=== EXERCISE REQUIREMENTS ===
Repeat, without any change, the entries presented below.

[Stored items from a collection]

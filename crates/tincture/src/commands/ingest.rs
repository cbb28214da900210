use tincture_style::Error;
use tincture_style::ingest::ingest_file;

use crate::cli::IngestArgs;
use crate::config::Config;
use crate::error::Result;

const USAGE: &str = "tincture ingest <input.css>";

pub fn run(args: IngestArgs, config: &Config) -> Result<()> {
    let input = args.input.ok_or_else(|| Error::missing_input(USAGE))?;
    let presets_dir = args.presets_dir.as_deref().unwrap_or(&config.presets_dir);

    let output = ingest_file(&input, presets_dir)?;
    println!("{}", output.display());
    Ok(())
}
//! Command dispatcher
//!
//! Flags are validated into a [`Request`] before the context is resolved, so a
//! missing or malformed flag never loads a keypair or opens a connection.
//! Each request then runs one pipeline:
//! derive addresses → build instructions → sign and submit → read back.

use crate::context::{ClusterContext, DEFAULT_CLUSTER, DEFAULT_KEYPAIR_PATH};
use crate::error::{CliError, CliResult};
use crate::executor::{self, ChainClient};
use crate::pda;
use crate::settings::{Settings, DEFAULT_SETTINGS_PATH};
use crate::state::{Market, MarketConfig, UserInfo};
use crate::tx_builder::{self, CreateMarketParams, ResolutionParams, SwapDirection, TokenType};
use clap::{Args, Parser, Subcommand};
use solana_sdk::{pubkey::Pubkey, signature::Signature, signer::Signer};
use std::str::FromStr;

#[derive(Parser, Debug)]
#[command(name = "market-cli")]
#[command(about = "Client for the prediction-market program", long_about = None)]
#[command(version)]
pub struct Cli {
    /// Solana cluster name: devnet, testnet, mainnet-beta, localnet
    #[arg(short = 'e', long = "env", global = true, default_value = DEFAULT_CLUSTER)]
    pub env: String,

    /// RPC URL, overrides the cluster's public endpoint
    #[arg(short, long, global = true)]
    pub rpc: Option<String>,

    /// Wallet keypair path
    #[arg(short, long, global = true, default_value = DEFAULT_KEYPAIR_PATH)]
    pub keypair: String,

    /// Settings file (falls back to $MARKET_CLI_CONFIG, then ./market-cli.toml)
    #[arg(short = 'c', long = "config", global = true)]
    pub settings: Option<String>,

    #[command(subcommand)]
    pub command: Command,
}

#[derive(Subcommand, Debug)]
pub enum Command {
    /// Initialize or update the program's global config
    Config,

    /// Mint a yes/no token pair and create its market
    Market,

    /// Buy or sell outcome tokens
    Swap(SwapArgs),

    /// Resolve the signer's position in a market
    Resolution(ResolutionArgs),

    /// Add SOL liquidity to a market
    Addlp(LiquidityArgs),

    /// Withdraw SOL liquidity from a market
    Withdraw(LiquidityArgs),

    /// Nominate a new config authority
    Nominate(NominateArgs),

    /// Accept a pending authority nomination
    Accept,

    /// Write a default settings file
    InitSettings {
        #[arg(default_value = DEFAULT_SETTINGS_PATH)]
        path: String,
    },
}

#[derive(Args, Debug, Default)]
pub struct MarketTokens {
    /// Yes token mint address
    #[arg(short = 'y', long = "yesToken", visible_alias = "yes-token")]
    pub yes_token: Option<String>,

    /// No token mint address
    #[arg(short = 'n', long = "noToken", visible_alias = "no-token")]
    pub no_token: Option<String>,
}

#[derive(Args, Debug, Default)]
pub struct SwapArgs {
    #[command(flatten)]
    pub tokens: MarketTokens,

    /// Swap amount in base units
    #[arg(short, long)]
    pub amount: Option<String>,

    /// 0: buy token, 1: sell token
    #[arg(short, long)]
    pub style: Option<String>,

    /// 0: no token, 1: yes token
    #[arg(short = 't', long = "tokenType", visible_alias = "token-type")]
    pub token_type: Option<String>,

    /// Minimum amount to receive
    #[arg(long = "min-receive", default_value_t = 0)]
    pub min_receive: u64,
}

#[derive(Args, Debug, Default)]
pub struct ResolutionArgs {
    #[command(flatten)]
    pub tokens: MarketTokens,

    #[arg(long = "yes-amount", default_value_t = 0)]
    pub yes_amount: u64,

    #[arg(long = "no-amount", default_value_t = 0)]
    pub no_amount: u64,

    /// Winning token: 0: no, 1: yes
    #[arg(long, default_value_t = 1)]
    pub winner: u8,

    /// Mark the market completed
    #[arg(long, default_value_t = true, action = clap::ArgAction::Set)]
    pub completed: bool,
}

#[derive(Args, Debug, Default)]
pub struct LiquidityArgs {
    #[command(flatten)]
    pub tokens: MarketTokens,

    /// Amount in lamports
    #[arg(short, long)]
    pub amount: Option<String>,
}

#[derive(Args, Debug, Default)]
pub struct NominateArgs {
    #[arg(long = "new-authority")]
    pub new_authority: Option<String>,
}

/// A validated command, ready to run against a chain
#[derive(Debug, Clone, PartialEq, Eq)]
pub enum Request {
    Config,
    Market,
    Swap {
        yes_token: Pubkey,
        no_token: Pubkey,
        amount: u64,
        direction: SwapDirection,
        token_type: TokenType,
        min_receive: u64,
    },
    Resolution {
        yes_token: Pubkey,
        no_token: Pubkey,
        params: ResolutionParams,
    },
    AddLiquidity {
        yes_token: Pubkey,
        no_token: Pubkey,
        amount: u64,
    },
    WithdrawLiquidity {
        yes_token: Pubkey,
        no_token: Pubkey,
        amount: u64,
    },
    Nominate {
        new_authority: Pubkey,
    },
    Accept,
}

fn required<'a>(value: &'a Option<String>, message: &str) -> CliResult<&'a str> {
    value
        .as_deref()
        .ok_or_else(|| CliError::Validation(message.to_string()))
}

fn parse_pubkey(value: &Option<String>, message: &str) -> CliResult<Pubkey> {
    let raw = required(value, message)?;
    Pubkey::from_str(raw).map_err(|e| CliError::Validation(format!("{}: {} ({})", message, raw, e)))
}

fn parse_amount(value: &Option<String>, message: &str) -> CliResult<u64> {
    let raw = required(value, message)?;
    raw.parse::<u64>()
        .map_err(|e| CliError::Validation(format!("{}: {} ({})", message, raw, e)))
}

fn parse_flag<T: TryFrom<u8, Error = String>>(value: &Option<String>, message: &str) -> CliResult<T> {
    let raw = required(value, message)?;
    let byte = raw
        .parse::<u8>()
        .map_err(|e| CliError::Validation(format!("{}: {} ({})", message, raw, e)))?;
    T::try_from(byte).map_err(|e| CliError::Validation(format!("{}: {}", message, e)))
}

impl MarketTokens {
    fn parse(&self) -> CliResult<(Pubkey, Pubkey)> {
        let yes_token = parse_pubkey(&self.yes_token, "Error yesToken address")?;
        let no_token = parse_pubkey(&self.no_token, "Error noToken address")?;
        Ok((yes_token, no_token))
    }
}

=== ANSWER SECTION ===
filename crates/tincture/src/commands/ingest.rs
repository cbb28214da900210
use tincture_style::Error;
use tincture_style::ingest::ingest_file;

use crate::cli::IngestArgs;
use crate::config::Config;
use crate::error::Result;

const USAGE: &str = "tincture ingest <input.css>";

pub fn run(args: IngestArgs, config: &Config) -> Result<()> {
    let input = args.input.ok_or_else(|| Error::missing_input(USAGE))?;
    let presets_dir = args.presets_dir.as_deref().unwrap_or(&config.presets_dir);

    let output = ingest_file(&input, presets_dir)?;
    println!("{}", output.display());
    Ok(())
}
//! Command dispatcher
//!
//! Flags are validated into a [`Request`] before the context is resolved, so a
//! missing or malformed flag never loads a keypair or opens a connection.
//! Each request then runs one pipeline:
//! derive addresses → build instructions → sign and submit → read back.

use crate::context::{ClusterContext, DEFAULT_CLUSTER, DEFAULT_KEYPAIR_PATH};
use crate::error::{CliError, CliResult};
use crate::executor::{self, ChainClient};
use crate::pda;
use crate::settings::{Settings, DEFAULT_SETTINGS_PATH};
use crate::state::{Market, MarketConfig, UserInfo};
use crate::tx_builder::{self, CreateMarketParams, ResolutionParams, SwapDirection, TokenType};
use clap::{Args, Parser, Subcommand};
use solana_sdk::{pubkey::Pubkey, signature::Signature, signer::Signer};
use std::str::FromStr;

#[derive(Parser, Debug)]
#[command(name = "market-cli")]
#[command(about = "Client for the prediction-market program", long_about = None)]
#[command(version)]
pub struct Cli {
    /// Solana cluster name: devnet, testnet, mainnet-beta, localnet
    #[arg(short = 'e', long = "env", global = true, default_value = DEFAULT_CLUSTER)]
    pub env: String,

    /// RPC URL, overrides the cluster's public endpoint
    #[arg(short, long, global = true)]
    pub rpc: Option<String>,

    /// Wallet keypair path
    #[arg(short, long, global = true, default_value = DEFAULT_KEYPAIR_PATH)]
    pub keypair: String,

    /// Settings file (falls back to $MARKET_CLI_CONFIG, then ./market-cli.toml)
    #[arg(short = 'c', long = "config", global = true)]
    pub settings: Option<String>,

    #[command(subcommand)]
    pub command: Command,
}

#[derive(Subcommand, Debug)]
pub enum Command {
    /// Initialize or update the program's global config
    Config,

    /// Mint a yes/no token pair and create its market
    Market,

    /// Buy or sell outcome tokens
    Swap(SwapArgs),

    /// Resolve the signer's position in a market
    Resolution(ResolutionArgs),

    /// Add SOL liquidity to a market
    Addlp(LiquidityArgs),

    /// Withdraw SOL liquidity from a market
    Withdraw(LiquidityArgs),

    /// Nominate a new config authority
    Nominate(NominateArgs),

    /// Accept a pending authority nomination
    Accept,

    /// Write a default settings file
    InitSettings {
        #[arg(default_value = DEFAULT_SETTINGS_PATH)]
        path: String,
    },
}

#[derive(Args, Debug, Default)]
pub struct MarketTokens {
    /// Yes token mint address
    #[arg(short = 'y', long = "yesToken", visible_alias = "yes-token")]
    pub yes_token: Option<String>,

    /// No token mint address
    #[arg(short = 'n', long = "noToken", visible_alias = "no-token")]
    pub no_token: Option<String>,
}

#[derive(Args, Debug, Default)]
pub struct SwapArgs {
    #[command(flatten)]
    pub tokens: MarketTokens,

    /// Swap amount in base units
    #[arg(short, long)]
    pub amount: Option<String>,

    /// 0: buy token, 1: sell token
    #[arg(short, long)]
    pub style: Option<String>,

    /// 0: no token, 1: yes token
    #[arg(short = 't', long = "tokenType", visible_alias = "token-type")]
    pub token_type: Option<String>,

    /// Minimum amount to receive
    #[arg(long = "min-receive", default_value_t = 0)]
    pub min_receive: u64,
}

#[derive(Args, Debug, Default)]
pub struct ResolutionArgs {
    #[command(flatten)]
    pub tokens: MarketTokens,

    #[arg(long = "yes-amount", default_value_t = 0)]
    pub yes_amount: u64,

    #[arg(long = "no-amount", default_value_t = 0)]
    pub no_amount: u64,

    /// Winning token: 0: no, 1: yes
    #[arg(long, default_value_t = 1)]
    pub winner: u8,

    /// Mark the market completed
    #[arg(long, default_value_t = true, action = clap::ArgAction::Set)]
    pub completed: bool,
}

#[derive(Args, Debug, Default)]
pub struct LiquidityArgs {
    #[command(flatten)]
    pub tokens: MarketTokens,

    /// Amount in lamports
    #[arg(short, long)]
    pub amount: Option<String>,
}

#[derive(Args, Debug, Default)]
pub struct NominateArgs {
    #[arg(long = "new-authority")]
    pub new_authority: Option<String>,
}

/// A validated command, ready to run against a chain
#[derive(Debug, Clone, PartialEq, Eq)]
pub enum Request {
    Config,
    Market,
    Swap {
        yes_token: Pubkey,
        no_token: Pubkey,
        amount: u64,
        direction: SwapDirection,
        token_type: TokenType,
        min_receive: u64,
    },
    Resolution {
        yes_token: Pubkey,
        no_token: Pubkey,
        params: ResolutionParams,
    },
    AddLiquidity {
        yes_token: Pubkey,
        no_token: Pubkey,
        amount: u64,
    },
    WithdrawLiquidity {
        yes_token: Pubkey,
        no_token: Pubkey,
        amount: u64,
    },
    Nominate {
        new_authority: Pubkey,
    },
    Accept,
}

fn required<'a>(value: &'a Option<String>, message: &str) -> CliResult<&'a str> {
    value
        .as_deref()
        .ok_or_else(|| CliError::Validation(message.to_string()))
}

fn parse_pubkey(value: &Option<String>, message: &str) -> CliResult<Pubkey> {
    let raw = required(value, message)?;
    Pubkey::from_str(raw).map_err(|e| CliError::Validation(format!("{}: {} ({})", message, raw, e)))
}

fn parse_amount(value: &Option<String>, message: &str) -> CliResult<u64> {
    let raw = required(value, message)?;
    raw.parse::<u64>()
        .map_err(|e| CliError::Validation(format!("{}: {} ({})", message, raw, e)))
}

fn parse_flag<T: TryFrom<u8, Error = String>>(value: &Option<String>, message: &str) -> CliResult<T> {
    let raw = required(value, message)?;
    let byte = raw
        .parse::<u8>()
        .map_err(|e| CliError::Validation(format!("{}: {} ({})", message, raw, e)))?;
    T::try_from(byte).map_err(|e| CliError::Validation(format!("{}: {}", message, e)))
}

impl MarketTokens {
    fn parse(&self) -> CliResult<(Pubkey, Pubkey)> {
        let yes_token = parse_pubkey(&self.yes_token, "Error yesToken address")?;
        let no_token = parse_pubkey(&self.no_token, "Error noToken address")?;
        Ok((yes_token, no_token))
    }
}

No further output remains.